§ **PROBLEM DESCRIPTION**: An exact reproduction of the data below is the required answer.

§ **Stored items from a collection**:
//! State shared between the overlay layout and the frame processor

use parking_lot::RwLock;
use std::sync::Arc;

use crate::vision::ScanRegion;

/// Latest scan region published by the overlay layout
///
/// Written whenever the overlay is laid out, read once per frame.
#[derive(Debug, Clone, Default)]
pub struct ScanRegionSlot {
    inner: Arc<RwLock<Option<ScanRegion>>>,
}

impl ScanRegionSlot {
    pub fn new() -> Self {
        Self::default()
    }

    /// Publish a new region
    pub fn set(&self, region: ScanRegion) {
        *self.inner.write() = Some(region);
    }

    /// Forget the region, e.g. when the view goes away
    pub fn clear(&self) {
        *self.inner.write() = None;
    }

    /// Current region, if one has been established
    pub fn get(&self) -> Option<ScanRegion> {
        *self.inner.read()
    }
}

/// Counters for a scanning session (not persisted)
#[derive(Debug, Clone, Copy, Default, PartialEq, Eq)]
pub struct ScannerStats {
    /// Frames pulled from the source
    pub frames: u64,
    /// Frames dropped before OCR
    pub skipped: u64,
    /// Frames where OCR failed
    pub failed: u64,
    /// Frames that produced a reading
    pub readings: u64,
}

#[cfg(test)]
mod tests {
    use super::*;

    #[test]
    fn test_slot_starts_empty() {
        assert!(ScanRegionSlot::new().get().is_none());
    }

    #[test]
    fn test_slot_shared_between_clones() {
        let slot = ScanRegionSlot::new();
        let reader = slot.clone();

        slot.set(ScanRegion::new(1.0, 2.0, 3.0, 4.0));
        assert_eq!(reader.get(), Some(ScanRegion::new(1.0, 2.0, 3.0, 4.0)));

        slot.clear();
        assert!(reader.get().is_none());
    }
}
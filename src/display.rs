//! Weight display model
//!
//! Holds what the UI shows and rate-limits how often a new reading may
//! replace it.

use std::time::{Duration, Instant};

/// Accepts at most one update per interval
#[derive(Debug, Clone)]
pub struct Debouncer {
    min_interval: Duration,
    last_accepted: Option<Instant>,
}

impl Debouncer {
    pub fn new(min_interval: Duration) -> Self {
        Self {
            min_interval,
            last_accepted: None,
        }
    }

    /// Accept if nothing was accepted yet or strictly more than the interval passed
    pub fn accept(&mut self, now: Instant) -> bool {
        let ready = match self.last_accepted {
            None => true,
            Some(last) => now.saturating_duration_since(last) > self.min_interval,
        };
        if ready {
            self.last_accepted = Some(now);
        }
        ready
    }
}

/// The weight reading panel
#[derive(Debug, Clone)]
pub struct WeightDisplay {
    weight: String,
    is_scanning: bool,
    debouncer: Debouncer,
}

impl WeightDisplay {
    pub fn new(min_interval: Duration) -> Self {
        Self {
            weight: String::new(),
            is_scanning: true,
            debouncer: Debouncer::new(min_interval),
        }
    }

    /// Offer a detected reading; returns whether the display changed
    pub fn offer(&mut self, reading: &str, now: Instant) -> bool {
        if reading.is_empty() || !self.debouncer.accept(now) {
            return false;
        }
        self.weight = reading.to_string();
        self.is_scanning = false;
        true
    }

    /// Scanning ended without further readings
    pub fn stop_scanning(&mut self) {
        self.is_scanning = false;
    }

    pub fn weight(&self) -> &str {
        &self.weight
    }

    #[cfg(test)]
    pub fn is_scanning(&self) -> bool {
        self.is_scanning
    }

    /// Text the panel shows
    pub fn status_line(&self) -> String {
        if !self.weight.is_empty() {
            format!("{} kg", self.weight)
        } else if self.is_scanning {
            "Align the scale display within the green box".to_string()
        } else {
            "No weight detected".to_string()
        }
    }
}

#[cfg(test)]
mod tests {
    use super::*;

    const SECOND: Duration = Duration::from_millis(1000);

    #[test]
    fn test_debouncer_accepts_first() {
        let mut debouncer = Debouncer::new(SECOND);
        assert!(debouncer.accept(Instant::now()));
    }

    #[test]
    fn test_debouncer_window() {
        let mut debouncer = Debouncer::new(SECOND);
        let t0 = Instant::now();

        assert!(debouncer.accept(t0));
        assert!(!debouncer.accept(t0 + Duration::from_millis(500)));
        // Exactly the interval is still inside the window
        assert!(!debouncer.accept(t0 + SECOND));
        assert!(debouncer.accept(t0 + Duration::from_millis(1001)));
        // Rejected offers do not move the window
        assert!(!debouncer.accept(t0 + Duration::from_millis(1500)));
        assert!(debouncer.accept(t0 + Duration::from_millis(2002)));
    }

    #[test]
    fn test_display_initial_status() {
        let display = WeightDisplay::new(SECOND);
        assert!(display.is_scanning());
        assert_eq!(display.weight(), "");
        assert_eq!(
            display.status_line(),
            "Align the scale display within the green box"
        );
    }

    #[test]
    fn test_display_accepts_reading() {
        let mut display = WeightDisplay::new(SECOND);
        let t0 = Instant::now();

        assert!(display.offer("12.5", t0));
        assert!(!display.is_scanning());
        assert_eq!(display.status_line(), "12.5 kg");

        assert!(!display.offer("13.0", t0 + Duration::from_millis(10)));
        assert_eq!(display.weight(), "12.5");

        assert!(display.offer("13.0", t0 + Duration::from_millis(1200)));
        assert_eq!(display.weight(), "13.0");
    }

    #[test]
    fn test_display_ignores_empty_reading() {
        let mut display = WeightDisplay::new(SECOND);
        let t0 = Instant::now();

        assert!(!display.offer("", t0));
        assert!(display.is_scanning());
        // An empty offer does not consume the debounce window
        assert!(display.offer("4.0", t0));
    }

    #[test]
    fn test_display_no_weight_after_stop() {
        let mut display = WeightDisplay::new(SECOND);
        display.stop_scanning();
        assert_eq!(display.status_line(), "No weight detected");
    }
}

§ **RESULT FOR THIS EXERCISE**:
//! State shared between the overlay layout and the frame processor

use parking_lot::RwLock;
use std::sync::Arc;

use crate::vision::ScanRegion;

/// Latest scan region published by the overlay layout
///
/// Written whenever the overlay is laid out, read once per frame.
#[derive(Debug, Clone, Default)]
pub struct ScanRegionSlot {
    inner: Arc<RwLock<Option<ScanRegion>>>,
}

impl ScanRegionSlot {
    pub fn new() -> Self {
        Self::default()
    }

    /// Publish a new region
    pub fn set(&self, region: ScanRegion) {
        *self.inner.write() = Some(region);
    }

    /// Forget the region, e.g. when the view goes away
    pub fn clear(&self) {
        *self.inner.write() = None;
    }

    /// Current region, if one has been established
    pub fn get(&self) -> Option<ScanRegion> {
        *self.inner.read()
    }
}

/// Counters for a scanning session (not persisted)
#[derive(Debug, Clone, Copy, Default, PartialEq, Eq)]
pub struct ScannerStats {
    /// Frames pulled from the source
    pub frames: u64,
    /// Frames dropped before OCR
    pub skipped: u64,
    /// Frames where OCR failed
    pub failed: u64,
    /// Frames that produced a reading
    pub readings: u64,
}

#[cfg(test)]
mod tests {
    use super::*;

    #[test]
    fn test_slot_starts_empty() {
        assert!(ScanRegionSlot::new().get().is_none());
    }

    #[test]
    fn test_slot_shared_between_clones() {
        let slot = ScanRegionSlot::new();
        let reader = slot.clone();

        slot.set(ScanRegion::new(1.0, 2.0, 3.0, 4.0));
        assert_eq!(reader.get(), Some(ScanRegion::new(1.0, 2.0, 3.0, 4.0)));

        slot.clear();
        assert!(reader.get().is_none());
    }
}
filename src/display.rs
//! Weight display model
//!
//! Holds what the UI shows and rate-limits how often a new reading may
//! replace it.

use std::time::{Duration, Instant};

/// Accepts at most one update per interval
#[derive(Debug, Clone)]
pub struct Debouncer {
    min_interval: Duration,
    last_accepted: Option<Instant>,
}

impl Debouncer {
    pub fn new(min_interval: Duration) -> Self {
        Self {
            min_interval,
            last_accepted: None,
        }
    }

    /// Accept if nothing was accepted yet or strictly more than the interval passed
    pub fn accept(&mut self, now: Instant) -> bool {
        let ready = match self.last_accepted {
            None => true,
            Some(last) => now.saturating_duration_since(last) > self.min_interval,
        };
        if ready {
            self.last_accepted = Some(now);
        }
        ready
    }
}

/// The weight reading panel
#[derive(Debug, Clone)]
pub struct WeightDisplay {
    weight: String,
    is_scanning: bool,
    debouncer: Debouncer,
}

impl WeightDisplay {
    pub fn new(min_interval: Duration) -> Self {
        Self {
            weight: String::new(),
            is_scanning: true,
            debouncer: Debouncer::new(min_interval),
        }
    }

    /// Offer a detected reading; returns whether the display changed
    pub fn offer(&mut self, reading: &str, now: Instant) -> bool {
        if reading.is_empty() || !self.debouncer.accept(now) {
            return false;
        }
        self.weight = reading.to_string();
        self.is_scanning = false;
        true
    }

    /// Scanning ended without further readings
    pub fn stop_scanning(&mut self) {
        self.is_scanning = false;
    }

    pub fn weight(&self) -> &str {
        &self.weight
    }

    #[cfg(test)]
    pub fn is_scanning(&self) -> bool {
        self.is_scanning
    }

    /// Text the panel shows
    pub fn status_line(&self) -> String {
        if !self.weight.is_empty() {
            format!("{} kg", self.weight)
        } else if self.is_scanning {
            "Align the scale display within the green box".to_string()
        } else {
            "No weight detected".to_string()
        }
    }
}

#[cfg(test)]
mod tests {
    use super::*;

    const SECOND: Duration = Duration::from_millis(1000);

    #[test]
    fn test_debouncer_accepts_first() {
        let mut debouncer = Debouncer::new(SECOND);
        assert!(debouncer.accept(Instant::now()));
    }

    #[test]
    fn test_debouncer_window() {
        let mut debouncer = Debouncer::new(SECOND);
        let t0 = Instant::now();

        assert!(debouncer.accept(t0));
        assert!(!debouncer.accept(t0 + Duration::from_millis(500)));
        // Exactly the interval is still inside the window
        assert!(!debouncer.accept(t0 + SECOND));
        assert!(debouncer.accept(t0 + Duration::from_millis(1001)));
        // Rejected offers do not move the window
        assert!(!debouncer.accept(t0 + Duration::from_millis(1500)));
        assert!(debouncer.accept(t0 + Duration::from_millis(2002)));
    }

    #[test]
    fn test_display_initial_status() {
        let display = WeightDisplay::new(SECOND);
        assert!(display.is_scanning());
        assert_eq!(display.weight(), "");
        assert_eq!(
            display.status_line(),
            "Align the scale display within the green box"
        );
    }

    #[test]
    fn test_display_accepts_reading() {
        let mut display = WeightDisplay::new(SECOND);
        let t0 = Instant::now();

        assert!(display.offer("12.5", t0));
        assert!(!display.is_scanning());
        assert_eq!(display.status_line(), "12.5 kg");

        assert!(!display.offer("13.0", t0 + Duration::from_millis(10)));
        assert_eq!(display.weight(), "12.5");

        assert!(display.offer("13.0", t0 + Duration::from_millis(1200)));
        assert_eq!(display.weight(), "13.0");
    }

    #[test]
    fn test_display_ignores_empty_reading() {
        let mut display = WeightDisplay::new(SECOND);
        let t0 = Instant::now();

        assert!(!display.offer("", t0));
        assert!(display.is_scanning());
        // An empty offer does not consume the debounce window
        assert!(display.offer("4.0", t0));
    }

    #[test]
    fn test_display_no_weight_after_stop() {
        let mut display = WeightDisplay::new(SECOND);
        display.stop_scanning();
        assert_eq!(display.status_line(), "No weight detected");
    }
}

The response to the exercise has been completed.